Justice on the roads

Justice delayed is justice denied, accepted, but is prompt justice outside the boundaries of law and order, justice? Or is it just pent up emotions bursting out with rage combined with absolutely no respect for the law of the land?

In a 1956 film called the Ox Bow Incident, a group of people hang three men whom they suspected of having murdered someone. The suspects had denied having murdered anyone and one of them had requested for one last chance to write a letter to his wife. In his letter he wrote,
A man just naturally can’t take the law into his own hands and hang people without hurtin’ everybody in the world, ’cause then he’s just not breakin’ one law, but all laws. Law is a lot more than words you put in a book, or judges or lawyers or sheriffs you hire to carry it out. It’s everything people ever have found out about justice and what’s right and wrong. It’s the very conscience of humanity. There can’t be any such thing as civilization unless people have a conscience, because if people touch God anywhere, where is it except through their conscience? And what is anybody’s conscience except a little piece of the conscience of all men that ever lived?
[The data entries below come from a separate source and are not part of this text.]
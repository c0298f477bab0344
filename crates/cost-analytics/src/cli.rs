//! Command-line structure and command handlers
//!
//! Every command reads JSON input files and prints a JSON result to stdout.

use anyhow::{Context, Result};
use clap::{Parser, Subcommand};
use cost_analytics::{
    extract_utilization_features_window, summarize, AnalyticsConfig, CostAnomalyDetector,
    CostForecaster, CostObservation, FleetResource, ForecastStrategy, MetricSample, RightSizer,
};
use serde::de::DeserializeOwned;
use serde::Serialize;
use std::path::{Path, PathBuf};

/// Cost anomaly detection, forecasting and right-sizing
#[derive(Parser)]
#[command(name = "cost-analytics")]
#[command(version, about, long_about = None)]
#[command(propagate_version = true)]
pub struct Cli {
    /// Increase verbosity (-v, -vv, -vvv)
    #[arg(short, long, action = clap::ArgAction::Count, global = true)]
    pub verbose: u8,

    /// Configuration file path (TOML)
    #[arg(short, long, global = true)]
    pub config: Option<PathBuf>,

    #[command(subcommand)]
    pub command: Commands,
}

#[derive(Subcommand)]
pub enum Commands {
    /// Train on a cost series and report anomalous days
    Detect {
        /// JSON array of {date, cost, service?} records
        #[arg(short, long)]
        input: PathBuf,

        /// Training window in days
        #[arg(long)]
        lookback_days: Option<u32>,

        /// Decision score below which a day is flagged
        #[arg(long, allow_hyphen_values = true)]
        threshold: Option<f64>,

        /// Use a saved detector instead of training
        #[arg(long, conflicts_with = "lookback_days")]
        model: Option<PathBuf>,

        /// Write the trained detector to this path
        #[arg(long)]
        save_model: Option<PathBuf>,

        /// Print aggregate counts instead of individual records
        #[arg(long)]
        summary: bool,
    },

    /// Train on a cost series and forecast future days
    Forecast {
        /// JSON array of {date, cost, service?} records
        #[arg(short, long)]
        input: PathBuf,

        /// Days to forecast
        #[arg(short, long, default_value_t = 30)]
        periods: usize,

        /// Override the configured strategy (seasonal, linear_trend)
        #[arg(long)]
        strategy: Option<ForecastStrategy>,
    },

    /// Recommend cheaper instance sizes from utilization samples
    Rightsize {
        /// JSON array of {resource_id, instance_size} records
        #[arg(long)]
        inventory: PathBuf,

        /// JSON array of utilization samples
        #[arg(long)]
        metrics: PathBuf,

        /// Trailing window of samples to consider
        #[arg(long, default_value_t = 14)]
        lookback_days: u32,
    },
}

impl Commands {
    /// Run the command and print its result
    pub fn execute(self, config: AnalyticsConfig) -> Result<()> {
        match self {
            Commands::Detect {
                input,
                lookback_days,
                threshold,
                model,
                save_model,
                summary,
            } => {
                let observations: Vec<CostObservation> = read_json(&input)?;

                let detector = match model {
                    Some(path) => CostAnomalyDetector::load_from_path(&path)
                        .with_context(|| format!("Failed to load model {}", path.display()))?,
                    None => {
                        let mut detector = CostAnomalyDetector::new(config.anomaly.clone());
                        let lookback = lookback_days.unwrap_or(config.anomaly.lookback_days);
                        detector.train(&observations, lookback)?;
                        detector
                    }
                };

                if let Some(path) = save_model {
                    detector.save_to_path(&path)?;
                }

                let threshold = threshold.unwrap_or(config.anomaly.score_threshold);
                let records = detector.detect(&observations, threshold)?;
                if summary {
                    print_json(&summarize(&records))
                } else {
                    print_json(&records)
                }
            }

            Commands::Forecast {
                input,
                periods,
                strategy,
            } => {
                let observations: Vec<CostObservation> = read_json(&input)?;

                let mut forecast_config = config.forecast.clone();
                if let Some(strategy) = strategy {
                    forecast_config.strategy = strategy;
                }

                let mut forecaster = CostForecaster::new(forecast_config);
                forecaster.train(&observations)?;
                print_json(&forecaster.get_forecast_summary(periods)?)
            }

            Commands::Rightsize {
                inventory,
                metrics,
                lookback_days,
            } => {
                let resources: Vec<FleetResource> = read_json(&inventory)?;
                let samples: Vec<MetricSample> = read_json(&metrics)?;

                let summaries = extract_utilization_features_window(&samples, lookback_days)?;
                let sizer = RightSizer::new(config.rightsizing.clone(), config.catalog.clone());
                print_json(&sizer.analyze_fleet(&resources, &summaries)?)
            }
        }
    }
}

/// Load the configuration file, then apply environment overrides
pub fn load_config(path: Option<&Path>) -> Result<AnalyticsConfig> {
    let mut config = match path {
        Some(path) => AnalyticsConfig::load_from(path)
            .with_context(|| format!("Failed to load config {}", path.display()))?,
        None => AnalyticsConfig::default(),
    };
    config.apply_env_overrides();
    config.validate()?;
    Ok(config)
}

fn read_json<T: DeserializeOwned>(path: &Path) -> Result<T> {
    let contents = std::fs::read_to_string(path)
        .with_context(|| format!("Failed to read {}", path.display()))?;
    serde_json::from_str(&contents).with_context(|| format!("Invalid JSON in {}", path.display()))
}

fn print_json<T: Serialize>(value: &T) -> Result<()> {
    println!("{}", serde_json::to_string_pretty(value)?);
    Ok(())
}

#[cfg(test)]
mod tests {
    use super::*;
    use clap::CommandFactory;

    #[test]
    fn test_cli_definition() {
        Cli::command().debug_assert();
    }

    #[test]
    fn test_parse_detect() {
        let cli = Cli::try_parse_from([
            "cost-analytics",
            "-vv",
            "detect",
            "--input",
            "costs.json",
            "--threshold",
            "-0.2",
            "--summary",
        ])
        .unwrap();

        assert_eq!(cli.verbose, 2);
        match cli.command {
            Commands::Detect {
                threshold, summary, ..
            } => {
                assert_eq!(threshold, Some(-0.2));
                assert!(summary);
            }
            _ => panic!("expected detect"),
        }
    }

    #[test]
    fn test_parse_forecast_strategy() {
        let cli = Cli::try_parse_from([
            "cost-analytics",
            "forecast",
            "-i",
            "costs.json",
            "--strategy",
            "linear_trend",
        ])
        .unwrap();

        match cli.command {
            Commands::Forecast {
                periods, strategy, ..
            } => {
                assert_eq!(periods, 30);
                assert_eq!(strategy, Some(ForecastStrategy::LinearTrend));
            }
            _ => panic!("expected forecast"),
        }
    }

    #[test]
    fn test_forecast_command_runs() {
        let mut file = tempfile::NamedTempFile::new().unwrap();
        let records: Vec<String> = (1..=20)
            .map(|d| format!(r#"{{"date":"2024-05-{:02}","cost":{}}}"#, d, 100 + d))
            .collect();
        std::io::Write::write_all(&mut file, format!("[{}]", records.join(",")).as_bytes())
            .unwrap();

        let command = Commands::Forecast {
            input: file.path().to_path_buf(),
            periods: 5,
            strategy: Some(ForecastStrategy::LinearTrend),
        };
        assert!(command.execute(AnalyticsConfig::default()).is_ok());
    }

    #[test]
    fn test_missing_input_is_reported() {
        let command = Commands::Forecast {
            input: PathBuf::from("/nonexistent/costs.json"),
            periods: 5,
            strategy: None,
        };
        let err = command.execute(AnalyticsConfig::default()).unwrap_err();
        assert!(err.to_string().contains("Failed to read"));
    }
}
This one single paragraph defines today’s clockwork of our society, for is it really justice that makes a man swoop so low as to break the law to provide it? We have court of laws because we are a civilized race. Justice is justice because it operates without bias and offers a chance to every individual. It is this quality that makes law breakers criminals in front of them.

A recent article in timesonline says


Fatal traffic accidents often trigger riots in India because bystanders prefer to mete out justice on the spot rather than relying on the notoriously corrupt and inefficient police force and judiciary. It was not clear what happened to the lorry driver in yesterday’s accident but errant drivers are sometimes beaten to death.


The contents of the article are debatable and whether traffic accidents often trigger riots in India can be argued, but can we honestly turn a blind eye to the many such incidents that we see everyday around us and on television? Group of members of a housing society tying a thief to gate and beating him, people beating the life out of a taxi driver who hit someone, are some incidents that come to the mind immediately. May be a thief and a negligent driver are criminals but the stand byers like us are not a judges or juries to decide on it and adjudicate a beating/death sentence.Our blatant disrespect to the procedure is a comparable crime and as punishable as someone convicted of a manslaughter. If we go on like this, we are saying that we are ready to jeopardize our books of laws and going back to the jungle law where almost any act of yours, intended or unintended may lead to your instant death or cleansing.